A episiotomia é uma incisão cirúrgica no pavimento pélvico para alargar o orifício vaginal, feita quando a cabeça do bebé emerge durante a segunda fase do trabalho de parto (“expulsão”). Pode ser realizada para promover a saúde da mãe ou do bebé, ou de ambos. Na maioria das vezes, é realizada para facilitar o nascimento (mais rápido) do bebé em caso de suspeita de sofrimento fetal. A episiotomia também é normalmente utilizada para evitar traumatismos perineais graves, por exemplo, durante um parto vaginal assistido, a fim de proteger a mãe contra lacerações (maiores) através do reto. Outras indicações podem ser antecedentes de lacerações perineais im­portantes, peso fetal estimado elevado, parto pélvico, segunda fase prolongada do trabalho de parto e distocia de ombros.19 A incisão é geralmente efetuada com uma tesoura sob anestesia local e requer reparação por sutura. Existem vários tipos de episiotomias, sendo os dois mais comuns: “mediana/linha média” (uma incisão vertical) e “médio-lateral” (uma incisão angu­lar/diagonal).20 O presente artigo centra-se em qualquer tipo de episiotomia, independentemente do tipo ou do facto de o corte ser grande ou pequeno; todos envolvem uma incisão cirúrgica. O procedimento está associado a um aumento da perda de sangue, inchaço, infeção, dor (no período pós-parto imediato e, por vezes, mais longo) e disfunção sexual.21 É difícil obter números exatos sobre as consequências. A disfunção sexual, por exemplo, ocorre frequentemente em mulheres que deram à luz recentemente, mas a sua relação direta com uma episiotomia é difícil de estimar.

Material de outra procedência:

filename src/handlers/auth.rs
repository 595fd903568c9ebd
use argon2::{
    password_hash::{rand_core::OsRng, PasswordHash, PasswordHasher, PasswordVerifier, SaltString},
    Argon2,
};
use axum::{
    extract::{Query, State},
    Extension, Json,
};
use chrono::{Duration, Utc};
use rand::{distributions::Alphanumeric, Rng};
use sea_orm::{ActiveModelTrait, ColumnTrait, EntityTrait, QueryFilter, Set};
use serde::{Deserialize, Serialize};
use uuid::Uuid;

use crate::entities::user::{self, UserRole};
use crate::error::{AppError, AppResult};
use crate::utils::jwt::{create_token, Claims};
use crate::AppState;

#[derive(Debug, Deserialize)]
pub struct RegisterRequest {
    pub full_name: String,
    pub email: String,
    pub password: String,
    pub phone_number: Option<String>,
    pub profile_image: Option<String>,
}

#[derive(Debug, Deserialize)]
pub struct LoginRequest {
    pub email: String,
    pub password: String,
}

#[derive(Debug, Serialize)]
pub struct AuthResponse {
    pub access_token: String,
    pub user: UserInfo,
}

#[derive(Debug, Serialize)]
pub struct UserInfo {
    pub id: Uuid,
    pub full_name: String,
    pub email: String,
    pub role: UserRole,
    pub phone_number: Option<String>,
    pub profile_image: Option<String>,
}

impl UserInfo {
    pub fn from_model(user: user::Model) -> Self {
        Self {
            id: user.id,
            full_name: user.full_name,
            email: user.email,
            role: user.role,
            phone_number: user.phone_number,
            profile_image: user.profile_image,
        }
    }
}

pub fn hash_password(password: &str) -> AppResult<String> {
    let salt = SaltString::generate(&mut OsRng);
    Argon2::default()
        .hash_password(password.as_bytes(), &salt)
        .map(|h| h.to_string())
        .map_err(|e| AppError::Internal(format!("Failed to hash password: {}", e)))
}

pub fn verify_password(password: &str, hash: &str) -> AppResult<bool> {
    let parsed_hash = PasswordHash::new(hash)
        .map_err(|e| AppError::Internal(format!("Failed to parse password hash: {}", e)))?;

    Ok(Argon2::default()
        .verify_password(password.as_bytes(), &parsed_hash)
        .is_ok())
}

fn random_token(len: usize) -> String {
    rand::thread_rng()
        .sample_iter(&Alphanumeric)
        .take(len)
        .map(char::from)
        .collect()
}

/// Register a new customer account. The account starts unverified and a
/// verification link is mailed out; a token is only issued on login.
pub async fn register(
    State(state): State<AppState>,
    Json(payload): Json<RegisterRequest>,
) -> AppResult<Json<AuthResponse>> {
    let existing = user::Entity::find()
        .filter(user::Column::Email.eq(&payload.email))
        .one(&state.db)
        .await?;

    if existing.is_some() {
        return Err(AppError::BadRequest("Email is already registered".to_string()));
    }

    let password_hash = hash_password(&payload.password)?;
    let verify_token = random_token(32);
    let now = Utc::now();

    let new_user = user::ActiveModel {
        id: Set(Uuid::new_v4()),
        full_name: Set(payload.full_name.clone()),
        email: Set(payload.email.clone()),
        password_hash: Set(password_hash),
        phone_number: Set(payload.phone_number.clone()),
        profile_image: Set(payload.profile_image.clone()),
        role: Set(UserRole::Customer),
        is_email_verified: Set(false),
        is_blocked: Set(false),
        must_change_password: Set(false),
        email_verify_token: Set(Some(verify_token.clone())),
        reset_token: Set(None),
        reset_token_expiry: Set(None),
        created_at: Set(now.into()),
        updated_at: Set(now.into()),
    };

    let user = new_user.insert(&state.db).await?;

    state
        .mailer
        .send_verification(&user.email, &user.full_name, &verify_token);

    Ok(Json(AuthResponse {
        access_token: String::new(),
        user: UserInfo::from_model(user),
    }))
}

#[derive(Debug, Deserialize)]
pub struct VerifyEmailQuery {
    pub token: String,
}

/// Verify a customer's email address via the mailed token
pub async fn verify_email(
    State(state): State<AppState>,
    Query(query): Query<VerifyEmailQuery>,
) -> AppResult<Json<serde_json::Value>> {
    let user = user::Entity::find()
        .filter(user::Column::EmailVerifyToken.eq(&query.token))
        .one(&state.db)
        .await?
        .ok_or_else(|| {
            AppError::BadRequest("Invalid or expired verification token".to_string())
        })?;

    let mut active: user::ActiveModel = user.into();
    active.is_email_verified = Set(true);
    active.email_verify_token = Set(None);
    active.updated_at = Set(Utc::now().into());
    active.update(&state.db).await?;

    Ok(Json(serde_json::json!({
        "message": "Email verified successfully. You can now log in."
    })))
}

/// Login with email and password
pub async fn login(
    State(state): State<AppState>,
    Json(payload): Json<LoginRequest>,
) -> AppResult<Json<AuthResponse>> {
    let user = user::Entity::find()
        .filter(user::Column::Email.eq(&payload.email))
        .one(&state.db)
        .await?
        .ok_or_else(|| AppError::Unauthorized("Invalid email or password".to_string()))?;

    if !verify_password(&payload.password, &user.password_hash)? {
        return Err(AppError::Unauthorized("Invalid email or password".to_string()));
    }

    if user.role == UserRole::Customer && !user.is_email_verified {
        return Err(AppError::Unauthorized(
            "Please verify your email before logging in".to_string(),
        ));
    }

    if user.is_blocked {
        return Err(AppError::Unauthorized(
            "Your account has been blocked".to_string(),
        ));
    }

    if user.must_change_password {
        return Err(AppError::Unauthorized(
            "You must change your password before accessing the system".to_string(),
        ));
    }

    let token = create_token(
        user.id,
        &user.email,
        user.role.clone(),
        &state.config.jwt_secret,
        state.config.jwt_expiration_hours,
    )?;

    Ok(Json(AuthResponse {
        access_token: token,
        user: UserInfo::from_model(user),
    }))
}

#[derive(Debug, Deserialize)]
pub struct ChangePasswordRequest {
    pub current_password: String,
    pub new_password: String,
}

/// Change the authenticated user's password
pub async fn change_password(
    State(state): State<AppState>,
    Extension(claims): Extension<Claims>,
    Json(payload): Json<ChangePasswordRequest>,
) -> AppResult<Json<serde_json::Value>> {
    let user = user::Entity::find_by_id(claims.sub)
        .one(&state.db)
        .await?
        .ok_or_else(|| AppError::Unauthorized("User not found".to_string()))?;

    if !verify_password(&payload.current_password, &user.password_hash)? {
        return Err(AppError::BadRequest(
            "Current password is incorrect".to_string(),
        ));
    }

    let email = user.email.clone();
    let full_name = user.full_name.clone();

    let mut active: user::ActiveModel = user.into();
    active.password_hash = Set(hash_password(&payload.new_password)?);
    active.must_change_password = Set(false);
    active.updated_at = Set(Utc::now().into());
    active.update(&state.db).await?;

    state.mailer.send_password_changed(&email, &full_name);

    Ok(Json(serde_json::json!({ "message": "Password changed successfully" })))
}

#[derive(Debug, Deserialize)]
pub struct RequestResetRequest {
    pub email: String,
}

/// Request a password reset code. Admin accounts are never reset this way.
pub async fn request_password_reset(
    State(state): State<AppState>,
    Json(payload): Json<RequestResetRequest>,
) -> AppResult<Json<serde_json::Value>> {
    let user = user::Entity::find()
        .filter(user::Column::Email.eq(&payload.email))
        .one(&state.db)
        .await?;

    let user = match user {
        Some(u) if u.role != UserRole::Admin => u,
        _ => return Err(AppError::BadRequest("Invalid or unauthorized user".to_string())),
    };

    let code = rand::thread_rng().gen_range(100_000..1_000_000).to_string();
    let expiry = Utc::now() + Duration::minutes(10);

    let email = user.email.clone();
    let full_name = user.full_name.clone();

    let mut active: user::ActiveModel = user.into();
    active.reset_token = Set(Some(code.clone()));
    active.reset_token_expiry = Set(Some(expiry.into()));
    active.updated_at = Set(Utc::now().into());
    active.update(&state.db).await?;

    state.mailer.send_reset_code(&email, &full_name, &code);

    Ok(Json(serde_json::json!({ "message": "Reset code sent to email" })))
}

#[derive(Debug, Deserialize)]
pub struct ConfirmResetRequest {
    pub email: String,
    pub code: String,
    pub new_password: String,
}

/// Confirm a password reset with the mailed code
pub async fn confirm_password_reset(
    State(state): State<AppState>,
    Json(payload): Json<ConfirmResetRequest>,
) -> AppResult<Json<serde_json::Value>> {
    let user = user::Entity::find()
        .filter(user::Column::Email.eq(&payload.email))
        .one(&state.db)
        .await?;

    let user = match user {
        Some(u) if u.role != UserRole::Admin => u,
        _ => return Err(AppError::BadRequest("Invalid or unauthorized user".to_string())),
    };

    let (code, expiry) = match (&user.reset_token, &user.reset_token_expiry) {
        (Some(code), Some(expiry)) => (code.clone(), *expiry),
        _ => return Err(AppError::BadRequest("No reset request found".to_string())),
    };

    if code != payload.code || expiry < Utc::now() {
        return Err(AppError::BadRequest("Invalid or expired reset code".to_string()));
    }

    let email = user.email.clone();
    let full_name = user.full_name.clone();

    let mut active: user::ActiveModel = user.into();
    active.password_hash = Set(hash_password(&payload.new_password)?);
    active.reset_token = Set(None);
    active.reset_token_expiry = Set(None);
    active.updated_at = Set(Utc::now().into());
    active.update(&state.db).await?;

    state.mailer.send_password_changed(&email, &full_name);

    Ok(Json(serde_json::json!({ "message": "Password updated successfully" })))
}
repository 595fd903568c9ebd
pub mod auth;
pub mod rate_limit;
pub mod role_rate_limit;
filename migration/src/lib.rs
pub use sea_orm_migration::prelude::*;

mod m20250601_000001_create_users;
mod m20250601_000002_create_vehicles;
mod m20250601_000003_create_bookings;
mod m20250601_000004_create_payments;
mod m20250601_000005_create_reviews;

pub struct Migrator;

#[async_trait::async_trait]
impl MigratorTrait for Migrator {
    fn migrations() -> Vec<Box<dyn MigrationTrait>> {
        vec![
            Box::new(m20250601_000001_create_users::Migration),
            Box::new(m20250601_000002_create_vehicles::Migration),
            Box::new(m20250601_000003_create_bookings::Migration),
            Box::new(m20250601_000004_create_payments::Migration),
            Box::new(m20250601_000005_create_reviews::Migration),
        ]
    }
}
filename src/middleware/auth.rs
use axum::{
    extract::{Request, State},
    middleware::Next,
    response::Response,
};
use axum_extra::{
    headers::{authorization::Bearer, Authorization},
    TypedHeader,
};

use crate::entities::user::UserRole;
use crate::error::{AppError, AppResult};
use crate::utils::jwt::{verify_token, Claims};
use crate::AppState;

/// Extract and validate JWT token from Authorization header
pub async fn auth_middleware(
    State(state): State<AppState>,
    TypedHeader(auth): TypedHeader<Authorization<Bearer>>,
    mut request: Request,
    next: Next,
) -> AppResult<Response> {
    let claims = verify_token(auth.token(), &state.config.jwt_secret)?;
    request.extensions_mut().insert(claims);
    Ok(next.run(request).await)
}

fn claims_from(request: &Request) -> AppResult<&Claims> {
    request
        .extensions()
        .get::<Claims>()
        .ok_or_else(|| AppError::Unauthorized("No authentication found".to_string()))
}

/// Require admin role
pub async fn require_admin(request: Request, next: Next) -> AppResult<Response> {
    if claims_from(&request)?.role != UserRole::Admin {
        return Err(AppError::Forbidden("Admin access required".to_string()));
    }

    Ok(next.run(request).await)
}

/// Require agent role
pub async fn require_agent(request: Request, next: Next) -> AppResult<Response> {
    if claims_from(&request)?.role != UserRole::Agent {
        return Err(AppError::Forbidden("Agent access required".to_string()));
    }

    Ok(next.run(request).await)
}

/// Require customer role
pub async fn require_customer(request: Request, next: Next) -> AppResult<Response> {
    if claims_from(&request)?.role != UserRole::Customer {
        return Err(AppError::Forbidden("Customer access required".to_string()));
    }

    Ok(next.run(request).await)
}
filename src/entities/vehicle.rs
use sea_orm::entity::prelude::*;
use serde::{Deserialize, Serialize};

#[derive(Clone, Debug, PartialEq, DeriveEntityModel, Serialize, Deserialize)]
#[sea_orm(table_name = "vehicle")]
pub struct Model {
    #[sea_orm(primary_key, auto_increment = false)]
    pub id: Uuid,
    pub title: String,
    pub category: String,
    pub price_per_day: f64,
    pub features: Json,
    pub image_urls: Json,
    pub available_from: DateTimeWithTimeZone,
    pub available_to: DateTimeWithTimeZone,
    pub location: String,
    /// Weak reference to the creating agent/admin, no foreign key.
    pub created_by: Uuid,
    pub created_at: DateTimeWithTimeZone,
    pub updated_at: DateTimeWithTimeZone,
}

#[derive(Copy, Clone, Debug, EnumIter, DeriveRelation)]
pub enum Relation {
    #[sea_orm(has_many = "super::booking::Entity")]
    Bookings,
    #[sea_orm(has_many = "super::review::Entity")]
    Reviews,
}

impl Related<super::booking::Entity> for Entity {
    fn to() -> RelationDef {
        Relation::Bookings.def()
    }
}

impl Related<super::review::Entity> for Entity {
    fn to() -> RelationDef {
        Relation::Reviews.def()
    }
}

impl ActiveModelBehavior for ActiveModel {}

Historicamente, os benefícios percebidos de uma episiotomia levaram à sua utilização de rotina, mas esta tornou-se controversa.20 Com base na literatura existente, a OMS incluiu a seguinte declaração nas suas diretrizes intraparto mais recentes (2018): “O uso rotineiro ou liberal da epi­siotomia não é recomendado para mulheres submetidas a parto vaginal espontâneo”.22 Mesmo assim, continua a ser um procedimento generalizado com grandes variações internacionais na incidência: nos primeiros nascimentos, 6% na Suécia, 7% na Dinamarca, 24% na Islândia, 35% na Noruega, 38% no estado de Hesse, Alemanha, 41% em Malta, 46% nos Países Baixos, 46% na Finlândia, 47% na Irlanda e 68% na Bélgica.23 A ambiguidade das indicações relevantes e o uso variável de intervenções alternativas, como a aplicação de compressas quentes ou a sugestão de outras posições de parto22, podem ser fatores significativos para explicar a grande variação na incidência do procedimento.24

Consentimento Informado

O requisito ético do consentimento informado incorpora o respeito pela autonomia do doente e pela sua integridade física.25 O consentimento é moralmente transformador: muda a natureza de um ato, por exemplo, de uma agressão para um toque ou tratamento permitido. O consentimento deve ser (1) voluntário (ou seja, livre de coação ou pressão) e (2) adequadamente informado. O carácter voluntário exige que os doentes tenham e saibam que têm opções alternativas, incluindo a opção de recusar, e que não haja pressão para consentir. O requisito de informação é discutido em pormenor mais adiante, mas, idealmente, exige o envolvimento do doente durante todo o processo de tomada de decisão através da troca de informações entre o prestador de cuidados e o doente. Este processo deve culminar no consentimento informado voluntário do doente, na sua recusa ou na escolha de uma opção alternativa.26

O pedido de consentimento respeita a autonomia e a integridade corporal do doente, tanto a nível instrumental como intrínseco.27 A nível instrumental, porque a comunicação necessária para o consentimento implica a revelação ao doente dos riscos, benefícios e alternativas das opções de tratamento. A discussão destes aspetos pode revelar as preferências do doente anteriormente desconhecidas pelo prestador de cuidados. Isto assegura que o plano de tratamento está alinhado com os valores do doente. Intrinsecamente, o facto de se pedir autorização antes de se invadir o corpo de outra pessoa dá o reconhecimento explícito de que esse corpo é da outra pessoa para o gerir e controlar. Isto significa que, mesmo que o prestador de cuidados e o doente tenham dis­cutido todos os benefícios, riscos e valores e que seja claro que o doente consentirá, continua a ser importante pedir o consentimento no momento da intervenção.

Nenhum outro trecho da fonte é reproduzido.